В этой жизни внятно и веско присутствует ее фон. Социальные службы призваны помогать, но очерствели и только добивают упавших. Питейно-музыкальная индустрия всей своей мощью способствует распаду личности. Тонкая грань между искусством и китчем размылась до неразличимости, вводя немногих думающих в отчаяние. Все это в фильме, как и в жизни, существует на равных, нет ничего главного и второстепенного - есть единый поток, в котором безуспешно пытается сохранить себя личность.

Отчаянным ощущаешь и сам этот фильм, где все вопреки канону: и ровный ритм там, где должны быть взрывы и паузы, и ровный рельеф там, где должны быть взлеты и падения, и вот это смешение жизни и умирания вплоть до их полного отождествления. Не говоря о его трехчасовом метраже, который мы должны пережить. Я думаю, настоящая жизнь этого интеллектуально накаленного фильма начнется, когда он выйдет онлайн и на дисках. Когда его можно будет смотреть, как читают роман, - с остановками для передышки и соразмышлений. Потому что если впустить в себя сразу всю жизнь этих типичных для времени людей, представшую как никогда подробно и внятно, можно задохнуться.

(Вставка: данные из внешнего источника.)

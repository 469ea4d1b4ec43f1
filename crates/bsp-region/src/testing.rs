//! A minimal one-dimensional space for exercising the engine in unit tests.

use crate::bsp::{BspTree, CollectingVisitor};
use crate::region::Region;
use crate::space::{Hyperplane, Location, Measure, Space, Split, SubHyperplane};

/// The real line.
#[derive(Debug, Clone, Copy, Default)]
pub struct Line1;

/// A point of the line with an orientation: `direct` cuts have their plus
/// side towards increasing abscissas.
#[derive(Debug, Clone, PartialEq)]
pub struct Cut {
    pub location: f64,
    pub direct: bool,
    pub tolerance: f64,
}

/// The whole of a cut, with a weight used as its size.
#[derive(Debug, Clone, PartialEq)]
pub struct CutPoint(pub Cut, pub f64);

pub fn cut(location: f64, direct: bool) -> Cut {
    Cut {
        location,
        direct,
        tolerance: 1.0e-10,
    }
}

pub fn weighted(weight: f64) -> CutPoint {
    CutPoint(cut(0.0, true), weight)
}

/// Tree of the closed interval `[lower, upper]`.
pub fn interval_tree(lower: f64, upper: f64) -> BspTree<Line1> {
    BspTree::node(
        cut(lower, false).whole_hyperplane(),
        BspTree::Leaf(false),
        BspTree::node(cut(upper, true).whole_hyperplane(), BspTree::Leaf(false), BspTree::Leaf(true)),
    )
}

pub fn interval(lower: f64, upper: f64) -> Region<Line1> {
    Region::from_tree_unchecked(interval_tree(lower, upper), 1.0e-10)
}

impl Hyperplane for Cut {
    type Space = Line1;

    fn offset(&self, point: &f64) -> f64 {
        if self.direct { point - self.location } else { self.location - point }
    }

    fn project(&self, _point: &f64) -> f64 {
        self.location
    }

    fn same_orientation_as(&self, other: &Self) -> bool {
        self.direct == other.direct
    }

    fn reversed(&self) -> Self {
        Cut {
            direct: !self.direct,
            ..self.clone()
        }
    }

    fn whole_hyperplane(&self) -> CutPoint {
        CutPoint(self.clone(), 0.0)
    }

    fn tolerance(&self) -> f64 {
        self.tolerance
    }
}

impl SubHyperplane for CutPoint {
    type Space = Line1;

    fn hyperplane(&self) -> &Cut {
        &self.0
    }

    fn is_empty(&self) -> bool {
        false
    }

    fn size(&self) -> f64 {
        self.1
    }

    fn split(&self, hyperplane: &Cut) -> Split<Self> {
        let offset = hyperplane.offset(&self.0.location);
        if offset < -hyperplane.tolerance {
            Split::minus(self.clone())
        } else if offset > hyperplane.tolerance {
            Split::plus(self.clone())
        } else {
            Split::hyper()
        }
    }

    fn reunite(&self, _other: &Self) -> Self {
        self.clone()
    }

    fn reversed(&self) -> Self {
        CutPoint(self.0.reversed(), self.1)
    }
}

impl Space for Line1 {
    type Point = f64;
    type Hyperplane = Cut;
    type Sub = CutPoint;

    const NAME: &'static str = "test line";

    fn nan_point() -> f64 {
        f64::NAN
    }

    fn measure(region: &Region<Self>) -> Measure<Self> {
        let mut visitor = CollectingVisitor::new();
        region.tree().visit(&mut visitor);
        let mut limits: Vec<f64> = visitor.into_cuts().iter().map(|c| c.0.location).collect();
        limits.sort_by(f64::total_cmp);
        limits.dedup();

        let inside = |x: f64| region.tree().classify(&x, region.tolerance()) == Location::Inside;
        let (Some(first), Some(last)) = (limits.first(), limits.last()) else {
            let size = if region.tree().is_full() { f64::INFINITY } else { 0.0 };
            return Measure::without_barycenter(size);
        };
        if inside(first - 1.0) || inside(last + 1.0) {
            return Measure::without_barycenter(f64::INFINITY);
        }

        let mut size = 0.0;
        let mut moment = 0.0;
        for pair in limits.windows(2) {
            let middle = 0.5 * (pair[0] + pair[1]);
            if inside(middle) {
                size += pair[1] - pair[0];
                moment += (pair[1] - pair[0]) * middle;
            }
        }
        if size > 0.0 {
            Measure {
                size,
                barycenter: moment / size,
            }
        } else {
            Measure::without_barycenter(size)
        }
    }
}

Примерно это и случилось, по-моему, с исповедующимся нам автором картины. Долго и умело следуя по тонкой грани правдивости и нигде ее не нарушив, в финале он сдается, и то, что должно было стать негромким, как весь фильм, итогом вдруг киксануло. Идет вымученная целой жизнью премьера симфонической сюиты добровольно ушедшего Бернарда, звучит специально для фильма написанная музыка Лоренца Дангеля, а стоящий за дирижерским пультом Том безуспешно борется с подступающими рыданиями - здесь теряет убедительность даже такой многоопытный актер, как Айдингер.